Stars: Leo Woodall, Dustin Hoffman, Havana Rose Liu

Writer/Director: Daniel Roher

Reviewed at the Toronto International Film Festival 

 

Dustin Hoffman is the marquee name in this snappily unique caper flick, and he more than earns his keep as an aging piano tuner with a heart of gold — but the breakthrough star here is young Leo Woodall as Niki, a one-time piano prodigy who now suffers from a condition that makes even the slightest sounds pierce his eardrums like an air horn.

Wearing both ear plugs and sound-cancelling headphones, Niki uses his keen hearing to tune pianos without benefit of tuning forks or electronic equipment. Through an only-in-the-movies sequence of events, Niki also discovers his disability is a super power when it comes to safe cracking, as he can hear the tumblers falling into place as he turns the dial.

Of course, the wrong people get wind of Niki’s unique talent and press him into helping them make a grand tour of the Wall Safes of the Rich and Famous.

First-time fiction feature director Daniel Roher won an Oscar for his 2022 documentary Navalny (is it coincidental that his villains in this movie are Russian?), and he uses his considerable docu chops to visually explain just how the innards of combination safes work. But he’s also designed a briskly paced, engaging story peopled with characters we certainly don’t mind spending a couple of hours with.

As Henry, the veteran piano tuner, Hoffman pours on the grizzled charm. So lovable is Henry that we don’t doubt for a minute Niki would endanger his own future by turning to safecracking to pay the old man’s crushing medical bills. Havana Rose Liu (TV’s Hal & Harper) charms as Henry’s new girlfriend, Ruthie, a conservatory piano student who first falls for her tuner’s perfect pitch, then for his pitch-perfect persona. Israeli actor Lior Raz brings offbeat, kind-of-dangerous charm to the criminal ringleader, and the always-wonderful Jean Reno (My Penguin Friend) pops up briefly as a piano professor who figures in the film’s least-believable (yet ultimately forgivable) plot twist.

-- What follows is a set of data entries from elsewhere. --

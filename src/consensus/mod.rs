//! Weighted voting for decisions that span agents.

mod manager;
mod proposal;

pub use manager::{ConsensusManager, ConsensusStats};
pub use proposal::{ConsensusProposal, ConsensusType, ProposalStatus};
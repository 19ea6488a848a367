//! End-to-end flows through the coordination facade with the in-process
//! channel transport.

use std::sync::Arc;
use std::time::Duration;

use agent_mesh::{
    ChannelTransport, CoordinationMesh, FnHealthChecker, MeshConfig, MessageTransport,
    TaskDefinition, TaskStatus,
};

fn init_tracing() {
    let _ = tracing_subscriber::fmt()
        .with_env_filter(tracing_subscriber::EnvFilter::from_default_env())
        .try_init();
}

fn test_config() -> MeshConfig {
    let mut config = MeshConfig::default();
    config.orchestrator.poll_interval_ms = 20;
    config.orchestrator.dispatch_timeout_ms = 500;
    config.consensus.gate_poll_interval_ms = 10;
    config.consensus.expiry_sweep_interval_ms = 50;
    config
}

fn build_mesh() -> (Arc<CoordinationMesh>, Arc<ChannelTransport>) {
    init_tracing();
    let transport = Arc::new(ChannelTransport::new(256, Duration::from_millis(300)));
    let checker = Arc::new(FnHealthChecker::new(|_| Ok(())));
    let mesh = CoordinationMesh::new(
        test_config(),
        Arc::clone(&transport) as Arc<dyn MessageTransport>,
        checker,
    )
    .unwrap();
    (Arc::new(mesh), transport)
}

async fn wait_for<F: Fn() -> bool>(condition: F) -> bool {
    for _ in 0..300 {
        if condition() {
            return true;
        }
        tokio::time::sleep(Duration::from_millis(10)).await;
    }
    false
}

/// Worker that accepts every envelope and reports completion once the
/// orchestrator has marked the task running.
fn spawn_worker(mesh: Arc<CoordinationMesh>, transport: &ChannelTransport, agent_id: &str) {
    let mut mailbox = transport.subscribe(agent_id);
    tokio::spawn(async move {
        while let Some(envelope) = mailbox.recv().await {
            mailbox.ack(&envelope, true).ok();

            let mesh = Arc::clone(&mesh);
            tokio::spawn(async move {
                for _ in 0..100 {
                    let running = mesh
                        .get_task_status(&envelope.task_id)
                        .map(|e| e.status == TaskStatus::Running)
                        .unwrap_or(false);
                    if running {
                        mesh.complete_task(
                            &envelope.task_id,
                            serde_json::json!({"echo": envelope.input_data}),
                        )
                        .ok();
                        return;
                    }
                    tokio::time::sleep(Duration::from_millis(5)).await;
                }
            });
        }
    });
}

#[tokio::test]
async fn test_task_flows_to_completion() {
    let (mesh, transport) = build_mesh();
    mesh.register_agent_service("agent-1", "worker", vec!["math".into()], vec![])
        .unwrap();
    spawn_worker(Arc::clone(&mesh), &transport, "agent-1");
    mesh.start();

    let task_id = mesh
        .submit_distributed_task(
            TaskDefinition::new("sum", "compute")
                .with_required_capabilities(vec!["math".into()])
                .with_input(serde_json::json!({"values": [1, 2, 3]})),
        )
        .unwrap();

    let done = wait_for(|| {
        mesh.get_task_status(&task_id)
            .map(|e| e.status == TaskStatus::Completed)
            .unwrap_or(false)
    })
    .await;
    assert!(done, "task should complete end to end");

    let execution = mesh.get_task_status(&task_id).unwrap();
    assert_eq!(execution.assigned_agent.as_deref(), Some("agent-1"));
    assert_eq!(execution.progress_pct, 100);
    assert!(execution.output_data.is_some());

    let stats = mesh.comprehensive_stats();
    assert_eq!(stats.orchestrator.dispatched, 1);
    assert_eq!(stats.scheduler.completed, 1);
    // Completion released the dispatch connection.
    assert_eq!(stats.balancer.active_connections, 0);
    mesh.stop();
}

#[tokio::test]
async fn test_declining_agent_exhausts_retries() {
    let (mesh, transport) = build_mesh();
    mesh.register_agent_service("agent-1", "worker", vec!["math".into()], vec![])
        .unwrap();

    let mut mailbox = transport.subscribe("agent-1");
    tokio::spawn(async move {
        while let Some(envelope) = mailbox.recv().await {
            mailbox.ack(&envelope, false).ok();
        }
    });
    mesh.start();

    let task_id = mesh
        .submit_distributed_task(
            TaskDefinition::new("sum", "compute")
                .with_required_capabilities(vec!["math".into()])
                .with_max_retries(2),
        )
        .unwrap();

    let exhausted = wait_for(|| {
        mesh.get_task_status(&task_id)
            .map(|e| e.status == TaskStatus::Failed && e.attempt_number == 2)
            .unwrap_or(false)
    })
    .await;
    assert!(exhausted, "task should fail after the retry budget");

    // Terminal: nothing re-queues it afterwards.
    tokio::time::sleep(Duration::from_millis(100)).await;
    let execution = mesh.get_task_status(&task_id).unwrap();
    assert_eq!(execution.status, TaskStatus::Failed);
    assert_eq!(execution.retry_history.len(), 1);
    assert!(mesh.scheduler().next_task().is_none());
    mesh.stop();
}

#[tokio::test]
async fn test_round_robin_over_three_agents() {
    let (mesh, _transport) = build_mesh();
    let a1 = mesh
        .register_agent_service("a1", "worker", vec!["math".into()], vec![])
        .unwrap();
    let a2 = mesh
        .register_agent_service("a2", "worker", vec!["math".into()], vec![])
        .unwrap();
    let a3 = mesh
        .register_agent_service("a3", "worker", vec!["math".into()], vec![])
        .unwrap();

    let mut seen = Vec::new();
    for _ in 0..3 {
        let chosen = mesh.select_agent(Some("math")).unwrap();
        seen.push(chosen.service_id.clone());
        mesh.release_agent(&chosen.service_id);
    }
    assert_eq!(seen, vec![a1, a2, a3]);
}

#[tokio::test]
async fn test_consensus_gated_task_dispatches_after_votes() {
    let (mesh, transport) = build_mesh();
    for i in 1..=3 {
        let agent = format!("agent-{}", i);
        mesh.register_agent_service(&agent, "worker", vec!["math".into()], vec![])
            .unwrap();
        spawn_worker(Arc::clone(&mesh), &transport, &agent);
    }
    mesh.start();

    let task_id = mesh
        .submit_distributed_task(
            TaskDefinition::new("sum", "compute")
                .with_required_capabilities(vec!["math".into()])
                .require_consensus(),
        )
        .unwrap();

    // The gate opens a majority proposal over the healthy agents.
    let opened = wait_for(|| !mesh.consensus().active_proposal_ids().is_empty()).await;
    assert!(opened, "gate proposal should open");
    let proposal_id = mesh.consensus().active_proposal_ids()[0].clone();

    mesh.cast_vote(&proposal_id, "agent-1", true, 1.0).unwrap();
    mesh.cast_vote(&proposal_id, "agent-2", true, 1.0).unwrap();

    let done = wait_for(|| {
        mesh.get_task_status(&task_id)
            .map(|e| e.status == TaskStatus::Completed)
            .unwrap_or(false)
    })
    .await;
    assert!(done, "gated task should run once the proposal is accepted");
    mesh.stop();
}

#[tokio::test]
async fn test_stop_halts_dispatch() {
    let (mesh, transport) = build_mesh();
    mesh.register_agent_service("agent-1", "worker", vec!["math".into()], vec![])
        .unwrap();
    spawn_worker(Arc::clone(&mesh), &transport, "agent-1");

    mesh.start();
    mesh.stop();
    assert!(!mesh.is_running());

    // Submission is rejected while stopped, so nothing reaches the worker.
    let result = mesh.submit_distributed_task(TaskDefinition::new("sum", "compute"));
    assert!(result.is_err());
    tokio::time::sleep(Duration::from_millis(100)).await;
    assert_eq!(mesh.comprehensive_stats().orchestrator.dispatched, 0);
}
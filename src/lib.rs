pub mod balancer;
pub mod config;
pub mod consensus;
pub mod error;
pub mod health;
pub mod mesh;
pub mod messaging;
pub mod orchestrator;
pub mod registry;
pub mod scheduler;

pub use balancer::{BalancerStats, ConnectionGuard, LoadBalancer, SelectionPolicy};
pub use config::MeshConfig;
pub use consensus::{
    ConsensusManager, ConsensusProposal, ConsensusStats, ConsensusType, ProposalStatus,
};
pub use error::{MeshError, Result};
pub use health::{FnHealthChecker, HealthChecker, HealthMonitor, HealthStats, StandardHealthChecker};
pub use mesh::{CoordinationMesh, MeshStats};
pub use messaging::{AgentMailbox, ChannelTransport, DispatchAck, MessageTransport, TaskEnvelope};
pub use orchestrator::{DispatchOutcome, OrchestratorStats, TaskOrchestrator};
pub use registry::{
    DiscoveryFilter, ProbeTarget, RegistryStats, ServiceRecord, ServiceRegistry, ServiceStatus,
};
pub use scheduler::{
    SchedulerStats, TaskDefinition, TaskExecution, TaskPriority, TaskScheduler, TaskStatus,
};
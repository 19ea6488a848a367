//! Health monitoring: pluggable probes feeding registry status updates.

mod checker;
mod monitor;

pub use checker::{FnHealthChecker, HealthChecker, StandardHealthChecker};
pub use monitor::{HealthMonitor, HealthStats};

As for Woodall, he has been hovering at the fringes of true stardom for years, bringing unexpected nuance to too-hunky-to-be-true characters who might otherwise have disappeared into the wallpaper (the deceptively observant U.S. Army driver in Nuremberg, the not-who-he-claims-to-be lothario on White Lotus, the fickle boytoy in Bridget Jones:Mad About the Boy). Here, Woodall embodies a young man who seems to go through life exhaling a perpetual sigh; resigned to enduring a physical disability that will forever keep him at ears-length distance from the rest of the world. When his humdrum life turns suddenly both dangerous and romantic, Niki finds it pretty difficult not to just go along for the ride. Woodall masterfully evokes wonder, worry, and suspicion as Niki’s insular world flies into a dizzying whirl.

The real triumph here, though, is for first-time feature writer/director Roher, who, while masterfully conducting the complex and sometimes dissonant parts of a music-based caper flick, has created a film as fine-tuned as a Carnegie Hall Steinway.